Collected data entries
use crate::cards::{Card, Rank};
use std::fmt::{Display, Formatter, Result};

/// the three-card hole's strategic bucket, before any board is dealt.
#[derive(Debug, Clone, Copy, Hash, PartialEq, Eq)]
pub enum PreflopBucket {
    Trips(Tier),
    Pair(Tier, Tier),
    High(Tier, Suitedness),
}

/// coarse rank band, thresholds fixed at T/7/6 per the classic "broadway / middling /
/// small" heads-up split.
#[derive(Debug, Clone, Copy, Hash, PartialEq, Eq, PartialOrd, Ord)]
pub enum Tier {
    High,
    Mid,
    Low,
}

impl Tier {
    fn of(rank: Rank) -> Self {
        let face = rank.n() + 2;
        if face >= 10 {
            Tier::High
        } else if (7..=9).contains(&face) {
            Tier::Mid
        } else {
            Tier::Low
        }
    }
}

impl Display for Tier {
    fn fmt(&self, f: &mut Formatter) -> Result {
        write!(
            f,
            "{}",
            match self {
                Tier::High => "high",
                Tier::Mid => "mid",
                Tier::Low => "low",
            }
        )
    }
}

/// how the three hole cards are suited relative to each other.
#[derive(Debug, Clone, Copy, Hash, PartialEq, Eq)]
pub enum Suitedness {
    Mono,
    TwoSuit,
    Rainbow,
}

impl Suitedness {
    fn of(hole: &[Card]) -> Self {
        let mut suits: Vec<u8> = hole.iter().map(|c| c.suit() as u8).collect();
        suits.sort_unstable();
        suits.dedup();
        match suits.len() {
            1 => Suitedness::Mono,
            2 => Suitedness::TwoSuit,
            _ => Suitedness::Rainbow,
        }
    }
}

impl Display for Suitedness {
    fn fmt(&self, f: &mut Formatter) -> Result {
        write!(
            f,
            "{}",
            match self {
                Suitedness::Mono => "mono",
                Suitedness::TwoSuit => "two_suit",
                Suitedness::Rainbow => "rainbow",
            }
        )
    }
}

impl PreflopBucket {
    /// classifies exactly three hole cards; panics on any other length (a
    /// programming error, not a recoverable condition).
    pub fn of(hole: &[Card]) -> Self {
        assert_eq!(hole.len(), 3, "preflop bucket needs exactly 3 hole cards");
        let mut ranks: Vec<Rank> = hole.iter().map(|c| c.rank()).collect();
        ranks.sort_unstable();

        if ranks[0] == ranks[1] && ranks[1] == ranks[2] {
            return PreflopBucket::Trips(Tier::of(ranks[2]));
        }
        if ranks[0] == ranks[1] || ranks[1] == ranks[2] {
            let (pair_rank, kicker_rank) = if ranks[0] == ranks[1] {
                (ranks[0], ranks[2])
            } else {
                (ranks[1], ranks[0])
            };
            return PreflopBucket::Pair(Tier::of(pair_rank), Tier::of(kicker_rank));
        }
        let high = *ranks.iter().max().expect("three cards");
        PreflopBucket::High(Tier::of(high), Suitedness::of(hole))
    }
}

impl Display for PreflopBucket {
    fn fmt(&self, f: &mut Formatter) -> Result {
        match self {
            PreflopBucket::Trips(tier) => write!(f, "trips_{}", tier),
            PreflopBucket::Pair(pair, kicker) => write!(f, "pair_{}_{}", pair, kicker),
            PreflopBucket::High(tier, suited) => write!(f, "high_{}_{}", tier, suited),
        }
    }
}

#[cfg(test)]
mod tests {
    use super::*;
    use crate::cards::Suit;

    #[test]
    fn trips_classified_by_rank_tier() {
        let hole = vec![
            Card::new(Rank::Ace, Suit::Spade),
            Card::new(Rank::Ace, Suit::Heart),
            Card::new(Rank::Ace, Suit::Diamond),
        ];
        assert_eq!(PreflopBucket::of(&hole), PreflopBucket::Trips(Tier::High));
    }

    #[test]
    fn pair_with_kicker_tiers() {
        let hole = vec![
            Card::new(Rank::King, Suit::Spade),
            Card::new(Rank::King, Suit::Heart),
            Card::new(Rank::Four, Suit::Diamond),
        ];
        let bucket = PreflopBucket::of(&hole);
        assert_eq!(bucket.to_string(), "pair_high_low");
    }

    #[test]
    fn distinct_ranks_use_suitedness() {
        let mono = vec![
            Card::new(Rank::Ace, Suit::Spade),
            Card::new(Rank::King, Suit::Spade),
            Card::new(Rank::Queen, Suit::Spade),
        ];
        let rainbow = vec![
            Card::new(Rank::Ace, Suit::Spade),
            Card::new(Rank::King, Suit::Heart),
            Card::new(Rank::Queen, Suit::Diamond),
        ];
        assert_eq!(PreflopBucket::of(&mono).to_string(), "high_high_mono");
        assert_eq!(PreflopBucket::of(&rainbow).to_string(), "high_high_rainbow");
    }

    #[test]
    #[should_panic(expected = "3 hole cards")]
    fn wrong_length_panics() {
        let hole = vec![Card::new(Rank::Ace, Suit::Spade)];
        PreflopBucket::of(&hole);
    }
}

WORK REQUEST:
Write out all of the records exactly as they stand above.

RESPONSE BELOW:
use crate::cards::{Card, Rank};
use std::fmt::{Display, Formatter, Result};

/// the three-card hole's strategic bucket, before any board is dealt.
#[derive(Debug, Clone, Copy, Hash, PartialEq, Eq)]
pub enum PreflopBucket {
    Trips(Tier),
    Pair(Tier, Tier),
    High(Tier, Suitedness),
}

/// coarse rank band, thresholds fixed at T/7/6 per the classic "broadway / middling /
/// small" heads-up split.
#[derive(Debug, Clone, Copy, Hash, PartialEq, Eq, PartialOrd, Ord)]
pub enum Tier {
    High,
    Mid,
    Low,
}

impl Tier {
    fn of(rank: Rank) -> Self {
        let face = rank.n() + 2;
        if face >= 10 {
            Tier::High
        } else if (7..=9).contains(&face) {
            Tier::Mid
        } else {
            Tier::Low
        }
    }
}

impl Display for Tier {
    fn fmt(&self, f: &mut Formatter) -> Result {
        write!(
            f,
            "{}",
            match self {
                Tier::High => "high",
                Tier::Mid => "mid",
                Tier::Low => "low",
            }
        )
    }
}

/// how the three hole cards are suited relative to each other.
#[derive(Debug, Clone, Copy, Hash, PartialEq, Eq)]
pub enum Suitedness {
    Mono,
    TwoSuit,
    Rainbow,
}

impl Suitedness {
    fn of(hole: &[Card]) -> Self {
        let mut suits: Vec<u8> = hole.iter().map(|c| c.suit() as u8).collect();
        suits.sort_unstable();
        suits.dedup();
        match suits.len() {
            1 => Suitedness::Mono,
            2 => Suitedness::TwoSuit,
            _ => Suitedness::Rainbow,
        }
    }
}

impl Display for Suitedness {
    fn fmt(&self, f: &mut Formatter) -> Result {
        write!(
            f,
            "{}",
            match self {
                Suitedness::Mono => "mono",
                Suitedness::TwoSuit => "two_suit",
                Suitedness::Rainbow => "rainbow",
            }
        )
    }
}

impl PreflopBucket {
    /// classifies exactly three hole cards; panics on any other length (a
    /// programming error, not a recoverable condition).
    pub fn of(hole: &[Card]) -> Self {
        assert_eq!(hole.len(), 3, "preflop bucket needs exactly 3 hole cards");
        let mut ranks: Vec<Rank> = hole.iter().map(|c| c.rank()).collect();
        ranks.sort_unstable();

        if ranks[0] == ranks[1] && ranks[1] == ranks[2] {
            return PreflopBucket::Trips(Tier::of(ranks[2]));
        }
        if ranks[0] == ranks[1] || ranks[1] == ranks[2] {
            let (pair_rank, kicker_rank) = if ranks[0] == ranks[1] {
                (ranks[0], ranks[2])
            } else {
                (ranks[1], ranks[0])
            };
            return PreflopBucket::Pair(Tier::of(pair_rank), Tier::of(kicker_rank));
        }
        let high = *ranks.iter().max().expect("three cards");
        PreflopBucket::High(Tier::of(high), Suitedness::of(hole))
    }
}

impl Display for PreflopBucket {
    fn fmt(&self, f: &mut Formatter) -> Result {
        match self {
            PreflopBucket::Trips(tier) => write!(f, "trips_{}", tier),
            PreflopBucket::Pair(pair, kicker) => write!(f, "pair_{}_{}", pair, kicker),
            PreflopBucket::High(tier, suited) => write!(f, "high_{}_{}", tier, suited),
        }
    }
}

#[cfg(test)]
mod tests {
    use super::*;
    use crate::cards::Suit;

    #[test]
    fn trips_classified_by_rank_tier() {
        let hole = vec![
            Card::new(Rank::Ace, Suit::Spade),
            Card::new(Rank::Ace, Suit::Heart),
            Card::new(Rank::Ace, Suit::Diamond),
        ];
        assert_eq!(PreflopBucket::of(&hole), PreflopBucket::Trips(Tier::High));
    }

    #[test]
    fn pair_with_kicker_tiers() {
        let hole = vec![
            Card::new(Rank::King, Suit::Spade),
            Card::new(Rank::King, Suit::Heart),
            Card::new(Rank::Four, Suit::Diamond),
        ];
        let bucket = PreflopBucket::of(&hole);
        assert_eq!(bucket.to_string(), "pair_high_low");
    }

    #[test]
    fn distinct_ranks_use_suitedness() {
        let mono = vec![
            Card::new(Rank::Ace, Suit::Spade),
            Card::new(Rank::King, Suit::Spade),
            Card::new(Rank::Queen, Suit::Spade),
        ];
        let rainbow = vec![
            Card::new(Rank::Ace, Suit::Spade),
            Card::new(Rank::King, Suit::Heart),
            Card::new(Rank::Queen, Suit::Diamond),
        ];
        assert_eq!(PreflopBucket::of(&mono).to_string(), "high_high_mono");
        assert_eq!(PreflopBucket::of(&rainbow).to_string(), "high_high_rainbow");
    }

    #[test]
    #[should_panic(expected = "3 hole cards")]
    fn wrong_length_panics() {
        let hole = vec![Card::new(Rank::Ace, Suit::Spade)];
        PreflopBucket::of(&hole);
    }
}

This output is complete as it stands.